## [TASK TO COMPLETE]
Going through the entries below, copy out each line that contains "pointers".
........
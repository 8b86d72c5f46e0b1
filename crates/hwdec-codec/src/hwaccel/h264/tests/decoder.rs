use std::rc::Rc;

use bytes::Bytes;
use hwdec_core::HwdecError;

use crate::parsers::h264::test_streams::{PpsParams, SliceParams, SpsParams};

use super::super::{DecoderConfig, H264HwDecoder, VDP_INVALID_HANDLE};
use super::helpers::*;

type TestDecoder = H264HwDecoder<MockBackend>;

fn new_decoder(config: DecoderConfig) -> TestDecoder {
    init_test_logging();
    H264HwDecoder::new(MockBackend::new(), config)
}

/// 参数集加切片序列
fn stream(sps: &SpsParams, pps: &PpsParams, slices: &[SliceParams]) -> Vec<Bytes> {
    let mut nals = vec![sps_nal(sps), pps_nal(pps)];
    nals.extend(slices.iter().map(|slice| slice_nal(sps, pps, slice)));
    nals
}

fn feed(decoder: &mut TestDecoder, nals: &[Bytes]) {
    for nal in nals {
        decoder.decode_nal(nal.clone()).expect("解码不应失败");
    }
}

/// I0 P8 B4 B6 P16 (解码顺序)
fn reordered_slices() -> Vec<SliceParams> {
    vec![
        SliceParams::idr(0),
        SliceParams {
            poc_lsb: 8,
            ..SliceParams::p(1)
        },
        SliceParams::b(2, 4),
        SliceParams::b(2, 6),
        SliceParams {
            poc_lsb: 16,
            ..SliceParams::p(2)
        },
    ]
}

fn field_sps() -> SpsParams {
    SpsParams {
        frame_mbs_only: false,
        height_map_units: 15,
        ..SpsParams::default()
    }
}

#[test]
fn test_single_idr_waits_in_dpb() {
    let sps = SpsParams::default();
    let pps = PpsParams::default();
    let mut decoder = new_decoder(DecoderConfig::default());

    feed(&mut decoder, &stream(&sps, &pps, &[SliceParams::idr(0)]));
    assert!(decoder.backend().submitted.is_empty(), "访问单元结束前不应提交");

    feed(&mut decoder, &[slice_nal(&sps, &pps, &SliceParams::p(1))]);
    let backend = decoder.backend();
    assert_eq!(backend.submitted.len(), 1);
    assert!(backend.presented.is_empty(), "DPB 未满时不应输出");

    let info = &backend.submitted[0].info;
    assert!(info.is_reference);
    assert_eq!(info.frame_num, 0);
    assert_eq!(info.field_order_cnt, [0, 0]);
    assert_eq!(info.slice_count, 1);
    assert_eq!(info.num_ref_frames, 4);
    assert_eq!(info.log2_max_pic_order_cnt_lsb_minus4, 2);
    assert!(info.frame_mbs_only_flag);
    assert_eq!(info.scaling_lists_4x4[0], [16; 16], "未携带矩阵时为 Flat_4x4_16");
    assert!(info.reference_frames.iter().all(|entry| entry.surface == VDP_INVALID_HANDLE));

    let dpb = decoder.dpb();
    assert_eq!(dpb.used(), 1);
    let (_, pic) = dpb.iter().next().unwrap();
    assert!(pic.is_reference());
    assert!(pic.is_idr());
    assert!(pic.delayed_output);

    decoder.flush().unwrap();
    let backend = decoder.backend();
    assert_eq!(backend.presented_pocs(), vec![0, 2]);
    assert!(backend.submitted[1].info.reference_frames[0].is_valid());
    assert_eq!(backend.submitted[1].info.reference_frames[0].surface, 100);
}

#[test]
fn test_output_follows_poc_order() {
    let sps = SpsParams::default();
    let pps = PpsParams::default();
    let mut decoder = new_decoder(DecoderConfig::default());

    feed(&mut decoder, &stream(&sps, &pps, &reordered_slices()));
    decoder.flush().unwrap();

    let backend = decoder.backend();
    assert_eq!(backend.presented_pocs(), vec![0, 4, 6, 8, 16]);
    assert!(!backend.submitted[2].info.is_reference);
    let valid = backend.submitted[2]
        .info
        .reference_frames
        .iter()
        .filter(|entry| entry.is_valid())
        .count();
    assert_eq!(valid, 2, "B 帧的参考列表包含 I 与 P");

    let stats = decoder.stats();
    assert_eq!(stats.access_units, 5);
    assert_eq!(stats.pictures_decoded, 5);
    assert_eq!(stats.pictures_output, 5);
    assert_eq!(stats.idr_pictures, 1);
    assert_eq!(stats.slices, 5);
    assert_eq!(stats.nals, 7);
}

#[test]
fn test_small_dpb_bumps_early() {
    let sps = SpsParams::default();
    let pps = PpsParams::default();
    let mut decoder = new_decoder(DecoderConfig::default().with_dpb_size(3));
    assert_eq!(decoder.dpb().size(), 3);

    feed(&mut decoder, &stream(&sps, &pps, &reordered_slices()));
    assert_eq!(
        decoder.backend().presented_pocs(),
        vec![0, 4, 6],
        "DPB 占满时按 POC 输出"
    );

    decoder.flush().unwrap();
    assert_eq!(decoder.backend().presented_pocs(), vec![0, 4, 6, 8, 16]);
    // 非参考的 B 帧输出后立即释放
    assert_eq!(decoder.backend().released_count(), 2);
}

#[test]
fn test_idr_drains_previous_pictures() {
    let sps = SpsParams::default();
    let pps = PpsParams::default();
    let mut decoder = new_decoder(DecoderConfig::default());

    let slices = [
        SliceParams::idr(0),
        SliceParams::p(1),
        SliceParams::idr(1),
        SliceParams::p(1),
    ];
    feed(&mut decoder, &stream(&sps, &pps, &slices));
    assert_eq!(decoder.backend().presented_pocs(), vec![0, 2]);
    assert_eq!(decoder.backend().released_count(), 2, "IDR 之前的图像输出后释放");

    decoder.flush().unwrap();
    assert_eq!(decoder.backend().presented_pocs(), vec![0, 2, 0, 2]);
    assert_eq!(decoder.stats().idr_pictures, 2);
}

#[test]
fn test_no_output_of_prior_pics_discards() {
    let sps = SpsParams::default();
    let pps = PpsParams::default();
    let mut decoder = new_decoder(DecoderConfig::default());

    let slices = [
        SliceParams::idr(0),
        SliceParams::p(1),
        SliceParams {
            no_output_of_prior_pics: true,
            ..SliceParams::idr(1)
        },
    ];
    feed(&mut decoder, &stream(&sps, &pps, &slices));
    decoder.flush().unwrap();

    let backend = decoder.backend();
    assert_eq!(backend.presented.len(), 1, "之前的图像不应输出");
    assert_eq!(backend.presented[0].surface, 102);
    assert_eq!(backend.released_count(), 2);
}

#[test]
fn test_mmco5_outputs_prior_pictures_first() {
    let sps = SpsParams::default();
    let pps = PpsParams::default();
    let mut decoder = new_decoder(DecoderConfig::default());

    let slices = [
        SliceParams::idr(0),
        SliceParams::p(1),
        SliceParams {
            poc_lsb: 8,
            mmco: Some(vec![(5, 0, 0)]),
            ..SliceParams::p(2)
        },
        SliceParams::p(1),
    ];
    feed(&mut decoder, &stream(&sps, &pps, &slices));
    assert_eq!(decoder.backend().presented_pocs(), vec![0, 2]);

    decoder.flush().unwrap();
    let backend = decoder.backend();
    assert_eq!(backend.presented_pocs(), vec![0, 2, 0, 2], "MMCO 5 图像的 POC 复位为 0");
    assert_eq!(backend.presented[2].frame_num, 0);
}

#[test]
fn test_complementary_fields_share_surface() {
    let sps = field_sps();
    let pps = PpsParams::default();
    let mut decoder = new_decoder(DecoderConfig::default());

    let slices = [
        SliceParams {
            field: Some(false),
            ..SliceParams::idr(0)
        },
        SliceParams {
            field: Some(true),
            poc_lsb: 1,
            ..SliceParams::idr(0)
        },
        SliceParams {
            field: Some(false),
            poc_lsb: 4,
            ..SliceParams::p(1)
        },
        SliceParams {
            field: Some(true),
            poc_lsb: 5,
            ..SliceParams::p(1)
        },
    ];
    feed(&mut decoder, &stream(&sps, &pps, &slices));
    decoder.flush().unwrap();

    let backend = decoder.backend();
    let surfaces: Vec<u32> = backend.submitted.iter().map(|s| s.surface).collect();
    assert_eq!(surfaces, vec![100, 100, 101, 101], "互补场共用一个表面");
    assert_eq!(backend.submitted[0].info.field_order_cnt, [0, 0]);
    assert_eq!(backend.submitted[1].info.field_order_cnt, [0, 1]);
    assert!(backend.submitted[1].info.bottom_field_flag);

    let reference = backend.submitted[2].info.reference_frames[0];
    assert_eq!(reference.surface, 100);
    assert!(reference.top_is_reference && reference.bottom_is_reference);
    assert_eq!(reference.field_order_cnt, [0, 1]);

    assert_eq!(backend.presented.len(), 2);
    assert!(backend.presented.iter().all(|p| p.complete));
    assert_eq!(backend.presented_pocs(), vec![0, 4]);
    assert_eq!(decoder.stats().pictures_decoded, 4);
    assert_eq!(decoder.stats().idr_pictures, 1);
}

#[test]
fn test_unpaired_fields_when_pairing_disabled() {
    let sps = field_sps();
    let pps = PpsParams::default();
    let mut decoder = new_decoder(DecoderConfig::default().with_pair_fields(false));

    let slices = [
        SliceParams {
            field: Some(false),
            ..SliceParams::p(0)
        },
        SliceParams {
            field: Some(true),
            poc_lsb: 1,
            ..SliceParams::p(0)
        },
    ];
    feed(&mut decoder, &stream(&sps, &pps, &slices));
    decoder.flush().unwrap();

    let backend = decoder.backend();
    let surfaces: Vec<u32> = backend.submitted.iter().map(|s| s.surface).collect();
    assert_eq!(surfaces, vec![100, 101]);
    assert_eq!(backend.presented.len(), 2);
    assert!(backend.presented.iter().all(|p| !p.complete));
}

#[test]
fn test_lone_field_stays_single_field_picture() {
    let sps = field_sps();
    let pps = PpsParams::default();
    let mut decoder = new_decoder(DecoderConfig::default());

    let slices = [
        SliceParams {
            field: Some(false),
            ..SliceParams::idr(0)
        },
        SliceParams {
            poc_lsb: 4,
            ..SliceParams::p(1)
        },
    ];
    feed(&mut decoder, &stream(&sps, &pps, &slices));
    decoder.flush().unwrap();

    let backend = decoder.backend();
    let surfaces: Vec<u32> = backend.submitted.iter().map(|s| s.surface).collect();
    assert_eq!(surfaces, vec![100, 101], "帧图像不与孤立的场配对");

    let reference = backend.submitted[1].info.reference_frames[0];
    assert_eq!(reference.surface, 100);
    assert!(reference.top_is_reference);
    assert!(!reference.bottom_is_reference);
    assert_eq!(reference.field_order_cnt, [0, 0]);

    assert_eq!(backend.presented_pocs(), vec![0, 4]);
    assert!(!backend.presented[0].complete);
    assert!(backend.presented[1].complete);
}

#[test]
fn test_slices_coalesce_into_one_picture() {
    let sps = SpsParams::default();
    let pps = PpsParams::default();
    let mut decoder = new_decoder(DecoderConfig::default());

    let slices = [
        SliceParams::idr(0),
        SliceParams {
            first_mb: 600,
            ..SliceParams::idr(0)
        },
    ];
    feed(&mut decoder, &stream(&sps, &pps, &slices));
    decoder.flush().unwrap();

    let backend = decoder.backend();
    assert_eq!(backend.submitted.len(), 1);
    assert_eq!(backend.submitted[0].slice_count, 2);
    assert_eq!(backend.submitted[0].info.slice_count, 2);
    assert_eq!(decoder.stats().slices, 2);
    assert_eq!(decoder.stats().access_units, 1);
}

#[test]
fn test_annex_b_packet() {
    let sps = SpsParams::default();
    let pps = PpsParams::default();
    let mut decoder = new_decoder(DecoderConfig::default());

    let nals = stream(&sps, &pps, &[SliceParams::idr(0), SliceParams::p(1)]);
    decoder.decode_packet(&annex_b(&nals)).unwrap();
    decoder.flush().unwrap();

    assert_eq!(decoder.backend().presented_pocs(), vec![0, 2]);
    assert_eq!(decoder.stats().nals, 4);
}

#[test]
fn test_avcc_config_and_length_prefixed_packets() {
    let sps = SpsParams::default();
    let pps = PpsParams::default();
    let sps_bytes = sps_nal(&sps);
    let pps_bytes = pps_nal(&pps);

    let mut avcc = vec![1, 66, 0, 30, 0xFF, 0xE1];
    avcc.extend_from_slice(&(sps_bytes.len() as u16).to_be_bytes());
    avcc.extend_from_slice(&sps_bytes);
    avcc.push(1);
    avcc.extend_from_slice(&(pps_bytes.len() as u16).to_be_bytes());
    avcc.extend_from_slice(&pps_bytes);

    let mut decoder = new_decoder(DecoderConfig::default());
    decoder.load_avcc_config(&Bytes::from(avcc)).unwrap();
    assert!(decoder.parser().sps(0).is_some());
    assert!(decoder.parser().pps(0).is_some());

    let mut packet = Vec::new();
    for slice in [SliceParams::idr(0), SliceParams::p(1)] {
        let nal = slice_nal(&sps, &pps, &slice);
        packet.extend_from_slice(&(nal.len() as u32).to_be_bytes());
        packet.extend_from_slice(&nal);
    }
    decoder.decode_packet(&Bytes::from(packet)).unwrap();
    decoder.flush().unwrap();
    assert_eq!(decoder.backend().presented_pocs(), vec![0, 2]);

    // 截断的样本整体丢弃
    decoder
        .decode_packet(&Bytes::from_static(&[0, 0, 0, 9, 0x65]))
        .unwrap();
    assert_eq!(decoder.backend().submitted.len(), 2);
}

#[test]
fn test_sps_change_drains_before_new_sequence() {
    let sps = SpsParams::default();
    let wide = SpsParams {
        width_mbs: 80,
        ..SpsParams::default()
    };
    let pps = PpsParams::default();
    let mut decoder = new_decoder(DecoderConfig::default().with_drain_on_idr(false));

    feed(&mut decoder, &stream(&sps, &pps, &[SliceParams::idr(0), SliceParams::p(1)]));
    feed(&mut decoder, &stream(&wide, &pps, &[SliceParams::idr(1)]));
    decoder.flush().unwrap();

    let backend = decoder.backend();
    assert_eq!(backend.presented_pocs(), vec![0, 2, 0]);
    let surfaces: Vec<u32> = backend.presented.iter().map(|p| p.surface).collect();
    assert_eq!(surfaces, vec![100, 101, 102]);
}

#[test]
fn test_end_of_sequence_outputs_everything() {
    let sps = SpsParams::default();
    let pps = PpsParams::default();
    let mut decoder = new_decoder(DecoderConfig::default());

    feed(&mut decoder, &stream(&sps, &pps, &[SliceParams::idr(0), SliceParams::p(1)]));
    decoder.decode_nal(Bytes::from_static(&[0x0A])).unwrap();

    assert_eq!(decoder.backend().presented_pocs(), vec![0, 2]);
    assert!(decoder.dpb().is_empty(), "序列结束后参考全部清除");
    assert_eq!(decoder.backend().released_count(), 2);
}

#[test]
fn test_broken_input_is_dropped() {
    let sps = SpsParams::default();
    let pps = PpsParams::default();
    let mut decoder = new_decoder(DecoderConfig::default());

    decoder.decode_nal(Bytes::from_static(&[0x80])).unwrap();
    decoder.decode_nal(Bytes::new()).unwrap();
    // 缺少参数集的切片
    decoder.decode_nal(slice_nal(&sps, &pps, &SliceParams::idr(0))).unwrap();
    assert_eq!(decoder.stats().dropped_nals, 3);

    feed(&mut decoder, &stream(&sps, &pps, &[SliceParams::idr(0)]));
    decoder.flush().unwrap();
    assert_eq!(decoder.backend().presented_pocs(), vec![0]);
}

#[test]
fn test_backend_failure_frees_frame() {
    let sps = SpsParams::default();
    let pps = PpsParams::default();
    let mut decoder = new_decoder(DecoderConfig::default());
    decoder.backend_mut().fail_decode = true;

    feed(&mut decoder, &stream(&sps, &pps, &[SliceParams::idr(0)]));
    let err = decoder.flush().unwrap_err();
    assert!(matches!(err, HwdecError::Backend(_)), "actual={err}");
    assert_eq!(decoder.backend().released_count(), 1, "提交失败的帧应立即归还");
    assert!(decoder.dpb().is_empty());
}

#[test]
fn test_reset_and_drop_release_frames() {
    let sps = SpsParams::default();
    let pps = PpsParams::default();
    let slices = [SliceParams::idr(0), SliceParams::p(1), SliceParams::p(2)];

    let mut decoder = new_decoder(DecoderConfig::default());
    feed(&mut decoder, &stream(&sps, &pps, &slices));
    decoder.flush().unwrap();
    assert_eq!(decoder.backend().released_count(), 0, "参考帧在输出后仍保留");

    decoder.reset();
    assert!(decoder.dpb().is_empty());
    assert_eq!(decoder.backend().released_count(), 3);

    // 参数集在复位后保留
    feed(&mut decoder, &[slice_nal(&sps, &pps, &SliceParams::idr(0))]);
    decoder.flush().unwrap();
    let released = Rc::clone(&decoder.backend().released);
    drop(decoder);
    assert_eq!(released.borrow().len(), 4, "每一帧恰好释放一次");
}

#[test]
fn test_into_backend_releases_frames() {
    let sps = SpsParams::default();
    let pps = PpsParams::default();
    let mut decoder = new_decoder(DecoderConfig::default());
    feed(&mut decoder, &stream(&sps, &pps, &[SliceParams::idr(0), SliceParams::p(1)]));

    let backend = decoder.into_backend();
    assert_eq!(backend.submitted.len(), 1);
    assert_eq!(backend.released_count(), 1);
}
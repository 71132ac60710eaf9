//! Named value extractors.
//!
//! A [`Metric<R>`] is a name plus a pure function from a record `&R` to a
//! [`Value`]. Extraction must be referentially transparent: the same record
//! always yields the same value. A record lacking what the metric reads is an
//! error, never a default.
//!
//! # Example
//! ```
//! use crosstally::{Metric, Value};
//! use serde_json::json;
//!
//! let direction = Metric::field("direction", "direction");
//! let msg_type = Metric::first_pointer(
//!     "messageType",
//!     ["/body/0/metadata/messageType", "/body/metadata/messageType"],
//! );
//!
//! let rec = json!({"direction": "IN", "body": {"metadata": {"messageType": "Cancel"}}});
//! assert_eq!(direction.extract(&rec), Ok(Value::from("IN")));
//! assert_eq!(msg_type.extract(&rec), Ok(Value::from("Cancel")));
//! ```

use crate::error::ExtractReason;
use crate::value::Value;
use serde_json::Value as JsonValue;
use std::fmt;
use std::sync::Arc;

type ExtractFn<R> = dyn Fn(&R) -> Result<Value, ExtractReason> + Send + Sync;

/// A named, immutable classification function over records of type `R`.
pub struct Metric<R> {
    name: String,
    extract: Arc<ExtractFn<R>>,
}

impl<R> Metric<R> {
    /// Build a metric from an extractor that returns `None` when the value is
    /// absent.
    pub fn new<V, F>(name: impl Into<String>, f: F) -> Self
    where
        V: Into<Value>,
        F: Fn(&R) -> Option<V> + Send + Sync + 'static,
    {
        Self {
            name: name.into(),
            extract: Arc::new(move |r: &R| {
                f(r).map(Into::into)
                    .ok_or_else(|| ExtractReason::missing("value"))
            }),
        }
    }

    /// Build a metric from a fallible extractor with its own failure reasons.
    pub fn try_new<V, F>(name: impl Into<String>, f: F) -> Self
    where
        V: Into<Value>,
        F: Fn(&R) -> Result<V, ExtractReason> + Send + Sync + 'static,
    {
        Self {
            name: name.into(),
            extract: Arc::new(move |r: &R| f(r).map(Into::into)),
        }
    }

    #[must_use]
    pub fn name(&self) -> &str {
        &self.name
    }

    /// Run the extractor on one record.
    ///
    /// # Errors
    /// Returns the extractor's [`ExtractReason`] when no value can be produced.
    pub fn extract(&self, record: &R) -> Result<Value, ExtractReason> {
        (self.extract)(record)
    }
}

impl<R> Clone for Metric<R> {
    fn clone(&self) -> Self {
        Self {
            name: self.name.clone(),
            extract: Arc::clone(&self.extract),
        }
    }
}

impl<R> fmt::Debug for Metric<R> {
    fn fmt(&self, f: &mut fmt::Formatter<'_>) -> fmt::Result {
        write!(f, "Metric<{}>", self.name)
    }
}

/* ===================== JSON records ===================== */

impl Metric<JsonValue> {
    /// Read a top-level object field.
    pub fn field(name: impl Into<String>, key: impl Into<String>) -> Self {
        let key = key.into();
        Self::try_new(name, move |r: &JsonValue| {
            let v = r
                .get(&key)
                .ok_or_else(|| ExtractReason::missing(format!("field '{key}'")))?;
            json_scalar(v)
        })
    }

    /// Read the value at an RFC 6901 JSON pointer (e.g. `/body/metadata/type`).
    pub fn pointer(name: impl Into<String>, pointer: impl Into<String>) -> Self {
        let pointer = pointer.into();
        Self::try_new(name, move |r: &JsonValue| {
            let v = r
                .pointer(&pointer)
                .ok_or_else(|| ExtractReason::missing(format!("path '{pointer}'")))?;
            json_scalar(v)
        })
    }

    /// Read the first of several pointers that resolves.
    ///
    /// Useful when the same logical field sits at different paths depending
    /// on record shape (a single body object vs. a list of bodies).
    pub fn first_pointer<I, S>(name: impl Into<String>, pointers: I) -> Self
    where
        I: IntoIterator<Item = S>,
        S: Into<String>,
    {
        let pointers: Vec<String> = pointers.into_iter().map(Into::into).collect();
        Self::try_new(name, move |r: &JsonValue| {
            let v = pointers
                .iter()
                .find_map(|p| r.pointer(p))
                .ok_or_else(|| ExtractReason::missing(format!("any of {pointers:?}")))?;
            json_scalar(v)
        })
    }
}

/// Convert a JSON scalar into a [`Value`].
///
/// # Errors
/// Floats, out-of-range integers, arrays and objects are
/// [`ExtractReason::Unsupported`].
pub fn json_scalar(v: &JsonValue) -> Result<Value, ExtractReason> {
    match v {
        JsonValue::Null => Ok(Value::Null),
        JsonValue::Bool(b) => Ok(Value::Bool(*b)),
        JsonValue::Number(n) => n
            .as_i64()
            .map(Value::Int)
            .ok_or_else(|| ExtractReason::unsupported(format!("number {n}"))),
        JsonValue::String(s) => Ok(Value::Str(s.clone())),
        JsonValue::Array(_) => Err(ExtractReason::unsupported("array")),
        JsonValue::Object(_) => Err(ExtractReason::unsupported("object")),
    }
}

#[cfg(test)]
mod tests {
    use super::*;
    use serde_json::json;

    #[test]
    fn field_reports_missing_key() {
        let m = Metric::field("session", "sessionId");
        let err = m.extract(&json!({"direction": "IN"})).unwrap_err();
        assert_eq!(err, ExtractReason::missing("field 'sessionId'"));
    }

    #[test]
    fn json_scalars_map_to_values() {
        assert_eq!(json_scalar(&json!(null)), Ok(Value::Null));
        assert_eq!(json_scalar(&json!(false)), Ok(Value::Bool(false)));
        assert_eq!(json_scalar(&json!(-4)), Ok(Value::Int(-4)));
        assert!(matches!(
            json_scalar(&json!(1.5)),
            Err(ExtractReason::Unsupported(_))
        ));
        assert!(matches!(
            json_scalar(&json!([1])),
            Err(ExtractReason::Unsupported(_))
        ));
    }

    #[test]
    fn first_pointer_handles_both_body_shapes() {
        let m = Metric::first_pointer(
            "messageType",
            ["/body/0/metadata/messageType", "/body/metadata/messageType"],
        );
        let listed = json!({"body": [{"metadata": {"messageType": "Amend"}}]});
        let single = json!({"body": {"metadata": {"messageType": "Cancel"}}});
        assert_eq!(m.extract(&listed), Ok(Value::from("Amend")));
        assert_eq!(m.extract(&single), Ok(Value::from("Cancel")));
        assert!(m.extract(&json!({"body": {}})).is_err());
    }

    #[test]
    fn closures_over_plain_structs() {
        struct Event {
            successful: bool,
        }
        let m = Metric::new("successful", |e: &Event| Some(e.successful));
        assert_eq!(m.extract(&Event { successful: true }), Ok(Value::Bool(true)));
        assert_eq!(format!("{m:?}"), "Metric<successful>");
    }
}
........
## [OUTPUT OF THE EXERCISE]
    /// Read the first of several pointers that resolves.
    pub fn first_pointer<I, S>(name: impl Into<String>, pointers: I) -> Self
        let pointers: Vec<String> = pointers.into_iter().map(Into::into).collect();
            let v = pointers
                .ok_or_else(|| ExtractReason::missing(format!("any of {pointers:?}")))?;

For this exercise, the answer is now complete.